I'm well aware that when a man has been terrified out of his wits, the most lunatic notions occur to him as sane and reasonable, but I couldn't follow this.
"Me, in Parliament?" I loosed a huge guffaw. "What the devil would I do there? D'ye think that would keep the Chartists at bay?"
At this he let loose a great tirade about the parlous state of the country, and the impending dissolution of constitutional government, and how it was everyone's duty to rally to the flag. Oddly enough, it reminded me of the kind of claptrap I'd heard from Bismarck — strong government, and lashing the workers — but I couldn't see how Flashy, M.P., was going to bring that about.
"If yesterday's nonsense has convinced you that we need a change at Westminster," says I, "— and I'd not disagree with you there — why don't you stand yourself?"
He glowered at me over his gruel-bowl. "I'm no' the Hero of Kabul," says he. "Forbye, I've business enough to attend to. But you — ye've nothing to hinder ye. Ye're never tired o' tellin' us whit a favourite ye are wi' the public. Here's your chance to make somethin' o't."
"You're out of your senses," says I. "Who would elect me?"
"Anybody," snaps he. "A pug ape frae the zoological gardens could win a seat in this country, if it was managed right." Buttering me up, I could see.
"But I'm not a politician," says I. "I know nothing about it, and care even less."
"Then ye're the very man, and ye'll find plenty o' kindred spirits at Westminster," says he, and when I hooted at him he flew into a tremendous passion that drove the females weeping from the room. I left him raging.

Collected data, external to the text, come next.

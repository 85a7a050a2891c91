//! Core math: scroll progress, connector fill, drag and spring physics.
//!
//! Pure state and arithmetic only. Widgets in [`crate::widgets`] feed these
//! types with geometry and pointer input sampled from egui each frame.

pub mod drag;
pub mod progress;
pub mod spring;

pub use drag::{DragBounds, DragPhase, DragState};
pub use progress::{
    interpolate, progress, progress_with, ContainerEdge, FillState, ScrollGeometry, ScrollOffset,
    ScrollOffsets, DEFAULT_OPACITY_RAMP,
};
pub use spring::{SpringConfig, SpringState};
use unihook::app::LandingApp;
use unihook::cli::Args;
use unihook::config;

use clap::Parser;
use eframe::egui;
use log::{debug, info};

fn main() -> eframe::Result<()> {
    // Parse command-line arguments first (needed for log setup)
    let args = Args::parse();

    // Create path configuration from CLI args and environment
    let path_config = config::PathConfig::from_env_and_cli(args.config_dir.clone());

    if let Err(e) = config::ensure_dirs(&path_config) {
        eprintln!("Warning: Failed to create application directories: {:#}", e);
    }

    if let Err(e) = unihook::shell::init_logging(&args, &path_config) {
        eprintln!("Warning: {:#}", e);
    }

    info!("UNIHOOK starting...");
    debug!("Command-line args: {:?}", args);

    let settings_path = config::config_file(config::SETTINGS_FILE, &path_config);
    info!("Config path: {}", settings_path.display());
    info!("Data path: {}", config::data_dir(&path_config).display());

    let native_options = eframe::NativeOptions {
        viewport: egui::ViewportBuilder::default()
            .with_title(format!("UNIHOOK v{} • F1 for help", env!("CARGO_PKG_VERSION")))
            .with_inner_size([1100.0, 800.0])
            .with_min_inner_size([480.0, 360.0])
            .with_resizable(true),
        persist_window: true,
        persistence_path: Some(settings_path),
        ..Default::default()
    };

    eframe::run_native(
        "UNIHOOK",
        native_options,
        Box::new(move |cc| Ok(Box::new(LandingApp::from_storage(cc.storage, &args, path_config)))),
    )
}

But when I came to think about it, do you know, it didn't seem quite so foolish after all. He was a sharp man, old Morrison, and he could see it would do no harm to have a Member in the family, what with his business interests and so on. Not that I'd be much use to him that I could see — I didn't know, then, that he had been maturing some notion of buying as many as a dozen seats. I'd no idea, you see, of just how wealthy the old rascal was, and how he was scheming to use that wealth for political ends. You won't find much in the history books about John Morrison, Lord Paisley, but you can take my word for it that it was men like him who pulled the strings in the old Queen's time, while the political puppets danced. They still do, and always will.

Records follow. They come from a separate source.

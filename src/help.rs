//! Context help overlay.
//!
//! Each widget area implements `HelpProvider` to list its bindings. Global
//! help (F-keys, Ctrl+R, etc.) is shown below every section.

use eframe::egui;

/// Single help entry (key binding + description)
#[derive(Clone, Debug)]
pub struct HelpEntry {
    pub key: &'static str,
    pub desc: &'static str,
}

impl HelpEntry {
    pub const fn new(key: &'static str, desc: &'static str) -> Self {
        Self { key, desc }
    }
}

/// Trait for widgets that provide context-sensitive help
pub trait HelpProvider {
    /// Section title (e.g., "Timeline", "Card")
    fn help_title(&self) -> &'static str;

    /// Help entries for this widget
    fn help_entries(&self) -> &'static [HelpEntry];
}

/// Global hotkeys
pub const GLOBAL_HELP: &[HelpEntry] = &[
    HelpEntry::new("F1", "Toggle help"),
    HelpEntry::new("F12", "Toggle Preferences"),
    HelpEntry::new("Ctrl+R", "Reset Settings"),
    HelpEntry::new("ESC", "Close Window / Quit"),
];

/// Page scrolling
pub const TIMELINE_HELP: &[HelpEntry] = &[
    HelpEntry::new("Mouse Wheel", "Scroll the page"),
    HelpEntry::new("Home / End", "Jump to top / bottom"),
    HelpEntry::new("PgUp / PgDn", "Scroll one screen"),
    HelpEntry::new("Up / Down", "Scroll a little"),
];

/// Draggable cards
pub const CARD_HELP: &[HelpEntry] = &[
    HelpEntry::new("Hover", "Lift card"),
    HelpEntry::new("Left Drag", "Move card (within bounds)"),
    HelpEntry::new("Release", "Card springs back"),
];

pub struct TimelineHelp;
pub struct CardHelp;

impl HelpProvider for TimelineHelp {
    fn help_title(&self) -> &'static str {
        "Timeline"
    }

    fn help_entries(&self) -> &'static [HelpEntry] {
        TIMELINE_HELP
    }
}

impl HelpProvider for CardHelp {
    fn help_title(&self) -> &'static str {
        "Card"
    }

    fn help_entries(&self) -> &'static [HelpEntry] {
        CARD_HELP
    }
}

/// Render help overlay for the given sections
pub fn render_help_overlay(ui: &mut egui::Ui, providers: &[&dyn HelpProvider], include_global: bool) {
    let font_id = egui::FontId::proportional(13.0);
    let text_color = egui::Color32::from_rgba_unmultiplied(255, 255, 255, 200);
    let key_color = egui::Color32::from_rgb(255, 200, 100);

    // Align descriptions (estimate based on char count)
    let max_key_len = providers
        .iter()
        .flat_map(|p| p.help_entries().iter())
        .chain(if include_global { GLOBAL_HELP.iter() } else { [].iter() })
        .map(|e| e.key.len())
        .max()
        .unwrap_or(10);
    let max_key_width = (max_key_len as f32) * 8.0 + 20.0;

    let render_entries = |ui: &mut egui::Ui, entries: &[HelpEntry]| {
        for entry in entries {
            ui.horizontal(|ui| {
                ui.add_sized(
                    [max_key_width, 18.0],
                    egui::Label::new(egui::RichText::new(entry.key).font(font_id.clone()).color(key_color)),
                );
                ui.label(egui::RichText::new(entry.desc).font(font_id.clone()).color(text_color));
            });
        }
    };
    let section_title = |ui: &mut egui::Ui, title: &str| {
        ui.label(egui::RichText::new(title).font(font_id.clone()).color(egui::Color32::GRAY));
        ui.add_space(4.0);
    };

    egui::Frame::NONE
        .fill(egui::Color32::from_rgba_unmultiplied(0, 0, 0, 180))
        .inner_margin(12.0)
        .corner_radius(4.0)
        .show(ui, |ui| {
            for (idx, provider) in providers.iter().enumerate() {
                if idx > 0 {
                    ui.add_space(8.0);
                }
                section_title(ui, provider.help_title());
                render_entries(ui, provider.help_entries());
            }

            if include_global && !GLOBAL_HELP.is_empty() {
                ui.add_space(8.0);
                ui.separator();
                ui.add_space(4.0);
                section_title(ui, "Global");
                render_entries(ui, GLOBAL_HELP);
            }
        });
}

/// All sections, in display order
pub fn all_help_sections() -> Vec<(&'static str, &'static [HelpEntry])> {
    vec![
        ("Global", GLOBAL_HELP),
        (TimelineHelp.help_title(), TimelineHelp.help_entries()),
        (CardHelp.help_title(), CardHelp.help_entries()),
    ]
}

And from my side of the field, it didn't look a half bad idea. Flashy, M.P. Sir Harry Flashman, M.P., perhaps. Lord Flash of Lightning, Paymaster of the Forces, with a seat in the Cabinet, d—n your eyes. God knows I could do that job as well as Thomas Babbling Macaulay. Even in my day dreaming I stopped short of Flashy, Prime Minister, but for the rest, the more I thought of it the better I liked it. Light work, plenty of spare time for as much depraved diversion as I could manage in safety, and the chance to ram my opinions down the public's throat whenever I felt inclined. I need never go out of London if I didn't want to — I would resign from the army, of course, and rest on my considerable if ill-gotten laurels — and old Morrison would be happy to foot the bills, no doubt, in return for slight services rendered.

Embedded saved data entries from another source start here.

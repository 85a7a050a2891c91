//! Draggable card - configuration, per-instance state and visual transform.

use eframe::egui::{Color32, Pos2, Vec2, emath::TSTransform};
use serde::{Deserialize, Serialize};

use crate::core::{DragBounds, DragState, SpringConfig, SpringState};

/// Fixed hover micro-interaction.
#[derive(Clone, Copy, Debug, PartialEq, Serialize, Deserialize)]
#[serde(default)]
pub struct HoverStyle {
    pub scale: f32,
    pub lift: f32,         // px, upwards
    pub rotation_deg: f32, // clockwise
    pub duration: f32,     // ease in/out time, seconds
}

impl Default for HoverStyle {
    fn default() -> Self {
        Self {
            scale: 1.05,
            lift: 2.0,
            rotation_deg: 1.0,
            duration: 0.15,
        }
    }
}

/// Configuration for draggable cards
#[derive(Clone, Debug, PartialEq, Serialize, Deserialize)]
#[serde(default)]
pub struct CardConfig {
    pub draggable: bool,
    pub bounds: DragBounds,
    pub hover: HoverStyle,
    pub spring: SpringConfig,
    pub corner_radius: f32,
    pub inner_margin: f32,
    pub fill: Color32,
    pub border: Color32,
    pub shadow: Color32,
}

impl Default for CardConfig {
    fn default() -> Self {
        Self {
            draggable: true,
            bounds: DragBounds::default(),
            hover: HoverStyle::default(),
            spring: SpringConfig::SNAP_BACK,
            corner_radius: 8.0,
            inner_margin: 0.0,
            fill: Color32::from_rgb(29, 31, 33),
            border: Color32::from_rgba_unmultiplied(255, 255, 255, 13),
            shadow: Color32::from_rgba_unmultiplied(0, 0, 0, 60),
        }
    }
}

/// Offset, scale and rotation a card is drawn with.
#[derive(Clone, Copy, Debug, PartialEq)]
pub struct CardTransform {
    pub offset: Vec2,
    pub scale: f32,
    pub rotation: f32, // radians
}

impl CardTransform {
    pub const IDENTITY: Self = Self {
        offset: Vec2::ZERO,
        scale: 1.0,
        rotation: 0.0,
    };

    /// Combine the drag offset with the hover style weighted by `hover_t`
    /// (0 = resting, 1 = fully hovered).
    pub fn compose(offset: Vec2, hover_t: f32, hover: &HoverStyle) -> Self {
        let t = if hover_t.is_nan() { 0.0 } else { hover_t.clamp(0.0, 1.0) };
        Self {
            offset: offset + Vec2::new(0.0, -hover.lift * t),
            scale: 1.0 + (hover.scale - 1.0) * t,
            rotation: hover.rotation_deg.to_radians() * t,
        }
    }

    /// Translate + scale about `pivot`. Rotation is applied separately to the
    /// card background since layer transforms carry no rotation.
    pub fn to_ts(&self, pivot: Pos2) -> TSTransform {
        TSTransform::from_translation(pivot.to_vec2() + self.offset)
            * TSTransform::from_scaling(self.scale)
            * TSTransform::from_translation(-pivot.to_vec2())
    }
}

/// Per-card state, kept in egui memory under the card's id.
#[derive(Clone, Debug, Default)]
pub struct CardState {
    pub drag: DragState,
    spring: Option<SpringState>,
    pub hovered: bool,
    /// Size from the last layout pass, used as the scale pivot.
    pub size: Vec2,
}

impl CardState {
    /// Offset the card is drawn at: the drag offset while dragging, the spring
    /// position while returning, otherwise zero.
    pub fn visual_offset(&self) -> Vec2 {
        if self.drag.is_dragging() {
            self.drag.offset()
        } else {
            self.spring.map_or(Vec2::ZERO, |s| s.position())
        }
    }

    pub fn is_returning(&self) -> bool {
        self.spring.is_some()
    }

    /// Grab the card. A running return animation is interrupted and the drag
    /// continues from where the card is drawn.
    pub fn start(&mut self, pointer: Pos2, bounds: &DragBounds) {
        let from = self.visual_offset();
        self.spring = None;
        self.drag.on_drag_start(pointer, from, bounds);
    }

    /// Let go with the pointer's `velocity`; the card springs back to origin.
    pub fn release(&mut self, velocity: Vec2) {
        let released = self.drag.on_drag_end();
        let velocity = if velocity.is_finite() { velocity } else { Vec2::ZERO };
        self.spring = (released != Vec2::ZERO || velocity != Vec2::ZERO)
            .then(|| SpringState::to_origin(released, velocity));
    }

    /// Gesture interrupted: same return as a release, without momentum.
    pub fn cancel(&mut self) {
        if self.drag.is_dragging() {
            let from = self.drag.cancel();
            self.spring = (from != Vec2::ZERO).then(|| SpringState::to_origin(from, Vec2::ZERO));
        }
    }

    /// Advance the return animation, kept inside the drag bounds. Returns
    /// `true` while it is running.
    pub fn advance(&mut self, dt: f32, config: &CardConfig) -> bool {
        let Some(spring) = &mut self.spring else {
            return false;
        };
        let running = spring.step(dt, &config.spring);
        spring.confine(&config.bounds);
        if running {
            true
        } else {
            self.spring = None;
            false
        }
    }
}

#[cfg(test)]
mod tests {
    use super::*;
    use eframe::egui::{pos2, vec2};

    #[test]
    fn test_release_resets_logical_offset_and_animates_visual() {
        let config = CardConfig::default();
        let bounds = config.bounds;
        let mut state = CardState::default();

        state.start(pos2(0.0, 0.0), &bounds);
        state.drag.on_drag(pos2(80.0, -20.0), &bounds);
        assert_eq!(state.visual_offset(), vec2(50.0, -20.0));

        state.release(Vec2::ZERO);
        assert_eq!(state.drag.offset(), Vec2::ZERO);
        assert!(state.is_returning());
        assert_eq!(state.visual_offset(), vec2(50.0, -20.0));

        let mut frames = 0;
        while state.advance(1.0 / 60.0, &config) {
            frames += 1;
            assert!(frames < 600);
        }
        assert_eq!(state.visual_offset(), Vec2::ZERO);
        assert!(!state.is_returning());
    }

    #[test]
    fn test_release_at_origin_needs_no_animation() {
        let bounds = DragBounds::default();
        let mut state = CardState::default();
        state.start(pos2(5.0, 5.0), &bounds);
        state.release(Vec2::ZERO);
        assert!(!state.is_returning());
        assert_eq!(state.visual_offset(), Vec2::ZERO);
    }

    #[test]
    fn test_grab_during_return_continues_from_visual_position() {
        let config = CardConfig::default();
        let bounds = config.bounds;
        let mut state = CardState::default();

        state.start(pos2(0.0, 0.0), &bounds);
        state.drag.on_drag(pos2(50.0, 0.0), &bounds);
        state.release(Vec2::ZERO);
        state.advance(1.0 / 60.0, &config);
        let mid = state.visual_offset();
        assert!(mid.x > 0.0 && mid.x < 50.0);

        state.start(pos2(300.0, 300.0), &bounds);
        assert!(!state.is_returning());
        assert_eq!(state.visual_offset(), mid);
    }

    #[test]
    fn test_fling_stays_inside_bounds() {
        let config = CardConfig::default();
        let bounds = config.bounds;
        let mut state = CardState::default();

        state.start(pos2(0.0, 0.0), &bounds);
        state.drag.on_drag(pos2(-30.0, 20.0), &bounds);
        state.release(vec2(-2000.0, 1500.0));

        let mut frames = 0;
        while state.advance(1.0 / 60.0, &config) {
            let offset = state.visual_offset();
            assert!(bounds.contains(offset), "frame {}: {:?}", frames, offset);
            frames += 1;
            assert!(frames < 600);
        }
        assert_eq!(state.visual_offset(), Vec2::ZERO);
    }

    #[test]
    fn test_undamped_spring_still_returns() {
        let mut config = CardConfig::default();
        config.spring.damping = 0.0;
        let bounds = config.bounds;
        let mut state = CardState::default();

        state.start(pos2(0.0, 0.0), &bounds);
        state.drag.on_drag(pos2(40.0, 0.0), &bounds);
        state.release(Vec2::ZERO);

        let mut frames = 0;
        while state.advance(1.0 / 60.0, &config) {
            frames += 1;
            assert!(frames < 200, "still returning at {:?}", state.visual_offset());
        }
        assert!(!state.is_returning());
        assert_eq!(state.visual_offset(), Vec2::ZERO);
    }

    #[test]
    fn test_cancel_returns_to_origin_logically() {
        let bounds = DragBounds::default();
        let mut state = CardState::default();
        state.start(pos2(0.0, 0.0), &bounds);
        state.drag.on_drag(pos2(-30.0, 30.0), &bounds);

        state.cancel();

        assert!(!state.drag.is_dragging());
        assert_eq!(state.drag.offset(), Vec2::ZERO);
        assert!(state.is_returning());
        assert_eq!(state.visual_offset(), vec2(-30.0, 30.0));
    }

    #[test]
    fn test_hover_transform() {
        let hover = HoverStyle::default();

        let rest = CardTransform::compose(Vec2::ZERO, 0.0, &hover);
        assert_eq!(rest, CardTransform::IDENTITY);

        let full = CardTransform::compose(Vec2::ZERO, 1.0, &hover);
        assert!((full.scale - 1.05).abs() < 1e-6);
        assert_eq!(full.offset, vec2(0.0, -2.0));
        assert!((full.rotation - 1.0_f32.to_radians()).abs() < 1e-6);

        // Out-of-range weights are clamped
        assert_eq!(CardTransform::compose(Vec2::ZERO, 7.0, &hover), full);
    }

    #[test]
    fn test_transform_scales_about_pivot() {
        let t = CardTransform {
            offset: vec2(10.0, 0.0),
            scale: 2.0,
            rotation: 0.0,
        };
        let pivot = pos2(100.0, 100.0);
        let ts = t.to_ts(pivot);

        assert_eq!(ts * pivot, pos2(110.0, 100.0));
        assert_eq!(ts * pos2(110.0, 100.0), pos2(130.0, 100.0));
    }

    #[test]
    fn test_config_serde_roundtrip_defaults() {
        let config: CardConfig = serde_json::from_str(r#"{"draggable": false}"#).unwrap();
        assert!(!config.draggable);
        assert_eq!(config.bounds, DragBounds::default());
        assert_eq!(config.hover, HoverStyle::default());
    }
}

The main thing was, it would be a quiet life. As you know, in spite of the published catalogue of my career — Victoria Cross, general rank, eleven campaigns, and all that mummery — I've always been an arrant coward and a peaceable soul. Bullying underlings and whipping trollops always excepted, I'm a gentle fellow — which means I'll never do harm to anyone if there's a chance he may harm me in return. The trouble is, no one would believe it to look at me; I've always been big and hearty and looked the kind of chap who'd go three rounds with the town tough if he so much as stepped on my shadow, and from what Tom Hughes has written of me you might imagine I was always ready for devilment. Aye, but as I've grown older I've learned that devilment usually has to be paid for. God knows I've done my share of paying, and even in '48, at the ripe old age of twenty-six, I'd seen enough sorrow, from the Khyber to German dungeons by way of the Borneo jungles and the torture-pits of Madagascar, to convince me that I must never go looking for trouble again.2 Who'd have thought that old Morrison's plans to seat me at Westminster could have led to … well, ne'er mind. All in good time.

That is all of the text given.